Nous subissons de plus en plus les effets pervers de la mondialisation de l’économie, car nous avons adopté une politique de libéralisme économique. Les transformations technologiques au niveau de l’accès à l’information ont permis à la population de se renseigner et de partager son avis. Nous subissons les effets du changement climatique.
Sans compter les mutations sociales, qui font que le Mauricien est un peu blasé, voire dépassé. Il ne sait pas trop à quoi s’attendre demain. Il subit une perte du sens de l’orientation, car les conditions de vie, les conditions climatiques, les conflits familiaux et nos institutions le rendent perplexe.

Nous vivons dans une société de l’image, mais la population sait parfaitement faire la distinction entre les apparences et la réalité. Ainsi, malgré tous les habillages médiatiques de la classe politique, le Mauricien est septique. Il est déjà heureux de pouvoir joindre les deux bouts.
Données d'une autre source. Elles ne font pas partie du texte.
//! Shared test infrastructure: a stateful fake engine and store seeding.
//!
//! The fake engine models a database instance as plain state (databases,
//! users, grants) so protocol-level tests can assert final state instead of
//! call sequences: idempotence means "same state after one Create as after
//! two", rotation means "old password no longer authenticates".

use std::collections::{BTreeMap, BTreeSet};
use std::sync::{Arc, Mutex};

use async_trait::async_trait;

use rolesmith::credentials::RootCredential;
use rolesmith::engine::{EngineConnector, EngineKind, EngineSession, PrivilegeSet};
use rolesmith::errors::{Error, Result};
use rolesmith::secrets::InMemorySecretStore;

/// Observable state of the fake instance.
#[derive(Debug, Clone, Default, PartialEq)]
pub struct InstanceState {
    pub databases: BTreeSet<String>,
    pub users: BTreeMap<String, String>,
    pub grants: BTreeMap<String, String>,
    pub flushes: usize,
}

/// A fake database instance shared between a connector and its sessions.
#[derive(Clone, Default)]
pub struct FakeInstance {
    state: Arc<Mutex<InstanceState>>,
    refuse_connections: Arc<Mutex<bool>>,
}

impl FakeInstance {
    pub fn new() -> Self {
        Self::default()
    }

    pub fn state(&self) -> InstanceState {
        self.state.lock().unwrap().clone()
    }

    pub fn refuse_connections(&self) {
        *self.refuse_connections.lock().unwrap() = true;
    }

    /// Whether `username`/`password` would authenticate against the fake.
    pub fn can_authenticate(&self, username: &str, password: &str) -> bool {
        self.state.lock().unwrap().users.get(username).map(String::as_str) == Some(password)
    }

    pub fn connector(&self) -> Arc<dyn EngineConnector> {
        Arc::new(FakeConnector { instance: self.clone() })
    }
}

struct FakeConnector {
    instance: FakeInstance,
}

#[async_trait]
impl EngineConnector for FakeConnector {
    fn kind(&self) -> EngineKind {
        EngineKind::MariaDb
    }

    async fn connect(&self, _root: &RootCredential) -> Result<Box<dyn EngineSession>> {
        if *self.instance.refuse_connections.lock().unwrap() {
            return Err(Error::connection("mariadb", "connection refused"));
        }
        Ok(Box::new(FakeSession { state: self.instance.state.clone() }))
    }
}

struct FakeSession {
    state: Arc<Mutex<InstanceState>>,
}

#[async_trait]
impl EngineSession for FakeSession {
    async fn ensure_database(&mut self, database: &str) -> Result<()> {
        self.state.lock().unwrap().databases.insert(database.to_string());
        Ok(())
    }

    async fn ensure_user(&mut self, username: &str, password: &str) -> Result<()> {
        self.state.lock().unwrap().users.insert(username.to_string(), password.to_string());
        Ok(())
    }

    async fn grant(
        &mut self,
        privileges: &PrivilegeSet,
        database: &str,
        username: &str,
    ) -> Result<()> {
        self.state
            .lock()
            .unwrap()
            .grants
            .insert(format!("{username}@{database}"), privileges.render());
        Ok(())
    }

    async fn post_grant_sync(&mut self) -> Result<()> {
        self.state.lock().unwrap().flushes += 1;
        Ok(())
    }

    async fn drop_user(&mut self, username: &str) -> Result<()> {
        // IF EXISTS semantics: absence is success.
        let mut state = self.state.lock().unwrap();
        state.users.remove(username);
        state.grants.retain(|grant, _| !grant.starts_with(&format!("{username}@")));
        Ok(())
    }

    async fn close(self: Box<Self>) -> Result<()> {
        Ok(())
    }
}

/// Seed a store with the conventional root and app secrets used by the
/// protocol tests.
pub async fn seeded_store() -> Arc<InMemorySecretStore> {
    let store = Arc::new(InMemorySecretStore::new());
    store.seed("RootSecret", r#"{"username": "admin", "password": "rootpw"}"#).await;
    store
        .seed(
            "SvcADbUser",
            r#"{"user": "svc_a", "database": "svc_a_db", "host": "db.internal", "password": "initial-pw"}"#,
        )
        .await;
    store
}
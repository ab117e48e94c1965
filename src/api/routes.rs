//! HTTP routing for the lifecycle contract.

use std::sync::Arc;

use axum::extract::State;
use axum::routing::{get, post};
use axum::{Json, Router};
use serde_json::json;

use crate::lifecycle::{LifecycleHandler, LifecycleRequest, LifecycleResponse};

/// Shared state for all routes.
#[derive(Clone)]
pub struct AppState {
    pub handler: Arc<LifecycleHandler>,
}

impl AppState {
    pub fn new(handler: Arc<LifecycleHandler>) -> Self {
        Self { handler }
    }
}

/// Create the application router with all routes.
pub fn create_router(state: AppState) -> Router {
    Router::new()
        .route("/health", get(health))
        .route("/v1/reconcile", post(reconcile))
        .with_state(state)
}

async fn health() -> Json<serde_json::Value> {
    Json(json!({ "status": "ok" }))
}

/// One lifecycle invocation. Always HTTP 200: the `status` field is the
/// protocol, and the external controller reads the body, not the transport
/// status.
async fn reconcile(
    State(state): State<AppState>,
    Json(request): Json<LifecycleRequest>,
) -> Json<LifecycleResponse> {
    Json(state.handler.handle(request).await)
}
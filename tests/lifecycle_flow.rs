//! Protocol-level reconciliation flows against a stateful fake engine.

mod common;

use std::sync::Arc;

use common::{seeded_store, FakeInstance};
use rolesmith::engine::PrivilegeSet;
use rolesmith::lifecycle::{
    LifecycleHandler, LifecycleRequest, ReconcileStatus, RequestType, ResourceProperties,
};
use rolesmith::secrets::{InMemorySecretStore, PasswordSpec, SecretStore};

fn request(request_type: RequestType) -> LifecycleRequest {
    LifecycleRequest {
        request_type,
        resource_properties: ResourceProperties {
            forcing_token: Some("2024-06-01T10:00:00Z".to_string()),
        },
    }
}

async fn handler_for(
    store: Arc<InMemorySecretStore>,
    instance: &FakeInstance,
    privileges: PrivilegeSet,
) -> LifecycleHandler {
    LifecycleHandler::new(store, instance.connector(), "RootSecret", "SvcADbUser", privileges)
}

#[tokio::test]
async fn create_provisions_database_user_and_grants() {
    let instance = FakeInstance::new();
    let handler = handler_for(
        seeded_store().await,
        &instance,
        PrivilegeSet::only(["SELECT", "INSERT", "UPDATE"]).unwrap(),
    )
    .await;

    let response = handler.handle(request(RequestType::Create)).await;
    assert_eq!(response.status, ReconcileStatus::Success);

    let state = instance.state();
    assert!(state.databases.contains("svc_a_db"));
    assert!(instance.can_authenticate("svc_a", "initial-pw"));
    assert_eq!(state.grants["svc_a@svc_a_db"], "SELECT, INSERT, UPDATE");
    assert_eq!(state.flushes, 1);
}

#[tokio::test]
async fn create_twice_reaches_the_same_state_without_error() {
    let instance = FakeInstance::new();
    let handler = handler_for(seeded_store().await, &instance, PrivilegeSet::All).await;

    let first = handler.handle(request(RequestType::Create)).await;
    assert_eq!(first.status, ReconcileStatus::Success);
    let mut after_first = instance.state();

    let second = handler.handle(request(RequestType::Create)).await;
    assert_eq!(second.status, ReconcileStatus::Success);

    // The privilege flush count is the only thing that may differ between
    // runs; everything observable about users/databases/grants must not.
    let mut after_second = instance.state();
    after_first.flushes = 0;
    after_second.flushes = 0;
    assert_eq!(after_first, after_second);

    // No duplicate objects: exactly one database, one user, one grant.
    let state = instance.state();
    assert_eq!(state.databases.len(), 1);
    assert_eq!(state.users.len(), 1);
    assert_eq!(state.grants.len(), 1);
}

#[tokio::test]
async fn update_behaves_exactly_like_create() {
    let created = FakeInstance::new();
    let updated = FakeInstance::new();

    handler_for(seeded_store().await, &created, PrivilegeSet::All)
        .await
        .handle(request(RequestType::Create))
        .await;
    handler_for(seeded_store().await, &updated, PrivilegeSet::All)
        .await
        .handle(request(RequestType::Update))
        .await;

    assert_eq!(created.state(), updated.state());
}

#[tokio::test]
async fn rotation_lands_on_the_next_update() {
    let instance = FakeInstance::new();
    let store = seeded_store().await;
    let handler = handler_for(store.clone(), &instance, PrivilegeSet::All).await;

    handler.handle(request(RequestType::Create)).await;
    assert!(instance.can_authenticate("svc_a", "initial-pw"));

    let rotated = store
        .rotate_field("SvcADbUser", "password", &PasswordSpec::default())
        .await
        .unwrap();
    let response = handler.handle(request(RequestType::Update)).await;
    assert_eq!(response.status, ReconcileStatus::Success);

    assert!(!instance.can_authenticate("svc_a", "initial-pw"));
    assert!(instance.can_authenticate("svc_a", &rotated));
}

#[tokio::test]
async fn delete_on_a_clean_instance_succeeds() {
    let instance = FakeInstance::new();
    let handler = handler_for(seeded_store().await, &instance, PrivilegeSet::All).await;

    // Nothing was ever created; the user and database do not exist.
    let response = handler.handle(request(RequestType::Delete)).await;
    assert_eq!(response.status, ReconcileStatus::Success);
    assert!(response.error.is_none());
}

#[tokio::test]
async fn delete_removes_user_and_grants_but_not_database() {
    let instance = FakeInstance::new();
    let handler = handler_for(seeded_store().await, &instance, PrivilegeSet::All).await;

    handler.handle(request(RequestType::Create)).await;
    let response = handler.handle(request(RequestType::Delete)).await;
    assert_eq!(response.status, ReconcileStatus::Success);

    let state = instance.state();
    assert!(!instance.can_authenticate("svc_a", "initial-pw"));
    assert!(state.users.is_empty());
    assert!(state.grants.is_empty());
    // The service database is decommissioned with the stack, not here.
    assert!(state.databases.contains("svc_a_db"));
}

#[tokio::test]
async fn unreachable_instance_maps_to_failed_status() {
    let instance = FakeInstance::new();
    instance.refuse_connections();
    let handler = handler_for(seeded_store().await, &instance, PrivilegeSet::All).await;

    let response = handler.handle(request(RequestType::Create)).await;
    assert_eq!(response.status, ReconcileStatus::Failed);
    assert!(response.error.unwrap().contains("connection refused"));
    assert_eq!(instance.state(), Default::default());
}

#[tokio::test]
async fn failed_invocation_is_redriveable_after_recovery() {
    let instance = FakeInstance::new();
    instance.refuse_connections();
    let store = seeded_store().await;
    let handler = handler_for(store.clone(), &instance, PrivilegeSet::All).await;

    let failed = handler.handle(request(RequestType::Create)).await;
    assert_eq!(failed.status, ReconcileStatus::Failed);

    // The controller retries with a fresh invocation once the instance is
    // reachable again; the handler itself holds no state between the two.
    let recovered = FakeInstance::new();
    let handler = handler_for(store, &recovered, PrivilegeSet::All).await;
    let retried = handler.handle(request(RequestType::Create)).await;
    assert_eq!(retried.status, ReconcileStatus::Success);
    assert!(recovered.can_authenticate("svc_a", "initial-pw"));
}

#[tokio::test]
async fn forcing_token_changes_do_not_change_the_outcome() {
    let instance = FakeInstance::new();
    let handler = handler_for(seeded_store().await, &instance, PrivilegeSet::All).await;

    for token in [Some("2024-06-01T10:00:00Z".to_string()), Some("later".to_string()), None] {
        let response = handler
            .handle(LifecycleRequest {
                request_type: RequestType::Update,
                resource_properties: ResourceProperties { forcing_token: token },
            })
            .await;
        assert_eq!(response.status, ReconcileStatus::Success);
    }
}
De nombreux meurtres sont enregistrés, dont récem-ment celui d’une femme de 60 ans tuée à coups de couteau par son fils. Qu’arrive-t-il à la société ? Perd-on la raison ?
Non. Nous ne savons tout simplement plus en quoi consistent les valeurs familiales, la fonction de la parentalité, comment vivre en couple, comment éduquer nos enfants, comment organiser notre vie, comment préparer un budget familial et en quoi consistent nos priorités... Nous vivons par habitude, dans un monde qui change. Nous ne réfléchissons plus. Ce sont les caractéristiques d’une société de consommation.

La drogue synthétique touche de plus en plus de jeunes. Que peut-on faire pour endiguer le problème ?
On ne peut pas réfléchir à la place d’un jeune. On ne peut que l’outiller et le guider. Nous devons travailler avec les jeunes pour leur apprendre à dire non à la drogue.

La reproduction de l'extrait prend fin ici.